ETHEX's operating performance remained strong as measured by gross profit margins. Fiscal 2007 gross margin was 58.7%, up from 54.9% in fiscal 2006. The Company believes its gross margins remain significantly higher than average gross margins in the generic drug industry segment and that trend has continued with the subsequent approval and launch after fiscal 2007 year-end of metoprolol succinate extended release tablets (generic alternative to Toprol-XL(R), AstraZeneca), 100 mg and 200 mg strengths for which the Company was granted a first-to-file approval and a six-months exclusivity period in the marketplace.

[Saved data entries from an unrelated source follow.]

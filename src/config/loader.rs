// Copyright (c) 2025 Steve Wagner (ciroque@live.com)
// SPDX-License-Identifier: MIT

//! Loads a `Config` from a TOML file on disk.
//!
//! This is the one place the core touches the filesystem and a text format;
//! everything past `load_and_validate` operates purely on the in-memory
//! `config::model` types. Matrix expansion runs before validation so that
//! any reported errors name concrete variant tasks, never the template.

use std::fs;
use std::path::Path;

use thiserror::Error;

use crate::config::matrix::{self, MatrixError};
use crate::config::model::Config;
use crate::config::validation::{self, ValidationError};

#[derive(Debug, Error)]
pub enum ConfigError {
    #[error("failed to read config file '{path}': {source}")]
    Io {
        path: String,
        #[source]
        source: std::io::Error,
    },

    #[error("failed to parse config as TOML: {0}")]
    Parse(#[from] toml::de::Error),

    #[error("matrix expansion failed: {0}")]
    Matrix(#[from] MatrixError),

    #[error("configuration validation failed:\n{}", .0.iter().map(|e| format!("  - {e}")).collect::<Vec<_>>().join("\n"))]
    Validation(Vec<ValidationError>),
}

/// Read and parse a config file, expanding matrix tasks but performing no
/// validation. Prefer [`load_and_validate`] unless the caller has its own
/// validation plan (e.g. the dry-run planner reporting raw parse errors).
pub fn load<P: AsRef<Path>>(path: P) -> Result<Config, ConfigError> {
    let path = path.as_ref();
    let content = fs::read_to_string(path).map_err(|source| ConfigError::Io {
        path: path.display().to_string(),
        source,
    })?;
    let cfg: Config = toml::from_str(&content)?;
    let cfg = matrix::expand(cfg)?;
    Ok(cfg)
}

/// Load a config and validate the resulting (post-matrix-expansion) task
/// graph: unique names, resolvable dependencies, no cycles.
pub fn load_and_validate<P: AsRef<Path>>(path: P) -> Result<Config, ConfigError> {
    let cfg = load(path)?;
    validation::validate(&cfg).map_err(ConfigError::Validation)?;
    Ok(cfg)
}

The approval of metoprolol succinate extended release tablets was received during the first quarter of fiscal 2008. The 100 mg and 200 mg strengths of metropolol succinate extended release tablets were launched during the second quarter of the Company's current fiscal year, contributing $50.4 million in net revenues to ETHEX Corporation during the second quarter launch period. The Company has applications pending approval at the FDA for the two additional strengths of metoprolol succinate 25 mg and 50 mg. The approval of these two additional strengths, which could come as early as the Company's fiscal 2008 year-end, would position KV to eventually offer all four dosage strengths of metoprolol succinate extended release tablets.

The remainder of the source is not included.